== TASK MATERIAL ==
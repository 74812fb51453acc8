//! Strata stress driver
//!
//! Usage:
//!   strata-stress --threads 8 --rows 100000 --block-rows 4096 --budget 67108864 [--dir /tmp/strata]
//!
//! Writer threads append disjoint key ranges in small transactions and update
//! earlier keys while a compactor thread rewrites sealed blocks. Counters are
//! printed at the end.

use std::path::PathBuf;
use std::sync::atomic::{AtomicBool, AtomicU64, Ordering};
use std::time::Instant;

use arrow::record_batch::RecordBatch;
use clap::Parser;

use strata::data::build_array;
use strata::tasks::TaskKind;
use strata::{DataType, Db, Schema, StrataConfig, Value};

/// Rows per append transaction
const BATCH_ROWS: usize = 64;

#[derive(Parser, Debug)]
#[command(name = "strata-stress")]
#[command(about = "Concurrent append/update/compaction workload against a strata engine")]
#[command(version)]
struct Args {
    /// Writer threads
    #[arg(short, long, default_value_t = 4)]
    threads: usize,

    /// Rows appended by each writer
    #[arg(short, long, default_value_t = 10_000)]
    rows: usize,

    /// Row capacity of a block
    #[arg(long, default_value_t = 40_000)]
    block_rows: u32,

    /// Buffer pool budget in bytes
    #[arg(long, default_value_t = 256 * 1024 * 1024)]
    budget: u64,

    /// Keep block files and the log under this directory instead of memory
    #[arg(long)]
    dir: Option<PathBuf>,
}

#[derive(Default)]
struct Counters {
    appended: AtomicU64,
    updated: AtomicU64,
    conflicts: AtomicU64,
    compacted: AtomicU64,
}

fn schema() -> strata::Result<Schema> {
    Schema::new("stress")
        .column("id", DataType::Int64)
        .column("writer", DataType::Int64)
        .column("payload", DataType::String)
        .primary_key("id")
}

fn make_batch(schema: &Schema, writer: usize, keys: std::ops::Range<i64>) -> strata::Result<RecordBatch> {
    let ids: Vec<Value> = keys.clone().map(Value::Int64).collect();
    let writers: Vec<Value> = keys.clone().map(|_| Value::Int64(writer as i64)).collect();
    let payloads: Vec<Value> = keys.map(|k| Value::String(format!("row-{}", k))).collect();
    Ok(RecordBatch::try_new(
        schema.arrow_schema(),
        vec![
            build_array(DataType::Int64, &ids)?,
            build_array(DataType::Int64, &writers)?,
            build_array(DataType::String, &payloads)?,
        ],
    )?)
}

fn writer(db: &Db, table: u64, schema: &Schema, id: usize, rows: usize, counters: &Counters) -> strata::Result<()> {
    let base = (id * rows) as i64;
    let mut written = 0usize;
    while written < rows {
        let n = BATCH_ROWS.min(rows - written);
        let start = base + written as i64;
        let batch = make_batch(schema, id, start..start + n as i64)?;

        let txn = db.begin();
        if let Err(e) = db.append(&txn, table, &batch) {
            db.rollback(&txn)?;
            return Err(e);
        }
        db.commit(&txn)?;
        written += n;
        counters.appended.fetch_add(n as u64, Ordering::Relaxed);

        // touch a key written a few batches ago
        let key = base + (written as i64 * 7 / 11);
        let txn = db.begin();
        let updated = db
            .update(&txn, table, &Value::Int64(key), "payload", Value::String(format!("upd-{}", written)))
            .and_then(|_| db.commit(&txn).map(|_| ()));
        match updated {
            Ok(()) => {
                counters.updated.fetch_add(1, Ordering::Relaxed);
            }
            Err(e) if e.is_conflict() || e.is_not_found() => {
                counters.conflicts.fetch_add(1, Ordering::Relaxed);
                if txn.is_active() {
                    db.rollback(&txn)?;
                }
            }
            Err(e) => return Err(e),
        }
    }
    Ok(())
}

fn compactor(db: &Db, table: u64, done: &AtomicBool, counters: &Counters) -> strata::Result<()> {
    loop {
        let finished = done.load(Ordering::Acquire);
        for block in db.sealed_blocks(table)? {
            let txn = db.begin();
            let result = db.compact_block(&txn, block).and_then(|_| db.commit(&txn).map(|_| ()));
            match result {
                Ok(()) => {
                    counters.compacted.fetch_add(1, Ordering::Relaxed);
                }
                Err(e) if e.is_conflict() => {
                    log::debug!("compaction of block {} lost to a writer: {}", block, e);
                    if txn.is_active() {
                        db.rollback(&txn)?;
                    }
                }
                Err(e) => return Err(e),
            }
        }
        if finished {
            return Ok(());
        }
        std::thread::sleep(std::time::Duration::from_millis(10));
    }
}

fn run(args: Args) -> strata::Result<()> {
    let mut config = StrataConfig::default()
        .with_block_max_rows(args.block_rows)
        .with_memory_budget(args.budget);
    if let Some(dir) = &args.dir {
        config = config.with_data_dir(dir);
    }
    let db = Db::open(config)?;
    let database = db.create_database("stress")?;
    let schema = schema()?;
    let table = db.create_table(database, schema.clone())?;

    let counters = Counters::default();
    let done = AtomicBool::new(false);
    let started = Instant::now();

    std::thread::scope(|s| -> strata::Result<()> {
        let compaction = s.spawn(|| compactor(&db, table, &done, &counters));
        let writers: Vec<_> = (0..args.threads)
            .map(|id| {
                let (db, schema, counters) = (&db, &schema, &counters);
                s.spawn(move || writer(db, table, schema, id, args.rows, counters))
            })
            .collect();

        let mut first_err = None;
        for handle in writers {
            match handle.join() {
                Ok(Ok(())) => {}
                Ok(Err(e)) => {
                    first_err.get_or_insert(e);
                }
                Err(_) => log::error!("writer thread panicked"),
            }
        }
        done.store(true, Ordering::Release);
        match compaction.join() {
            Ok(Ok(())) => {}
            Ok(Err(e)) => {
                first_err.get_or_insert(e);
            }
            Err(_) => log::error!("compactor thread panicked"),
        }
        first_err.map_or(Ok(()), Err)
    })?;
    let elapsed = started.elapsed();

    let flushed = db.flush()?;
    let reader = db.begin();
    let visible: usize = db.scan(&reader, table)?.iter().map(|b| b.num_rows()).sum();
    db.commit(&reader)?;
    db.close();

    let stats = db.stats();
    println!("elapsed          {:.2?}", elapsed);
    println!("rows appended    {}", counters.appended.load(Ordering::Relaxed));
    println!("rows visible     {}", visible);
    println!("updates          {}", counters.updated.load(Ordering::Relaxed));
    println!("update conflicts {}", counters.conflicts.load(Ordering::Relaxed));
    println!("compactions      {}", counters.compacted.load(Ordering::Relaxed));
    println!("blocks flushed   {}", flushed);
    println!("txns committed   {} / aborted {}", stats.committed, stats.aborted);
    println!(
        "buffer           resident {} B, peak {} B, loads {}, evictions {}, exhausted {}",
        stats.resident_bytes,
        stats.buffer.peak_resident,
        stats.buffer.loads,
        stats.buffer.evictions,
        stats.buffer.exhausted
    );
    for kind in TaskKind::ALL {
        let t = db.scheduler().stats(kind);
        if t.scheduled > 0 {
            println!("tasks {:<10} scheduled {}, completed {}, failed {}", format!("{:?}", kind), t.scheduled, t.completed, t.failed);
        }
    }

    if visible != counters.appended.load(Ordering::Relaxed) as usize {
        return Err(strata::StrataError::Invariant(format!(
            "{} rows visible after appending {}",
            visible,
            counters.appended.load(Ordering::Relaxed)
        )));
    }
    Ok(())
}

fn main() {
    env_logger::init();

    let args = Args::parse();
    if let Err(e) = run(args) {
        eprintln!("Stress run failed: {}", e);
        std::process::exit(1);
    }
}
===
ACTIVITY
Scan the entries above, and wherever a line holds the string "stats", copy it.

WRITTEN ANSWER
    let stats = db.stats();
    println!("txns committed   {} / aborted {}", stats.committed, stats.aborted);
        stats.resident_bytes,
        stats.buffer.peak_resident,
        stats.buffer.loads,
        stats.buffer.evictions,
        stats.buffer.exhausted
        let t = db.scheduler().stats(kind);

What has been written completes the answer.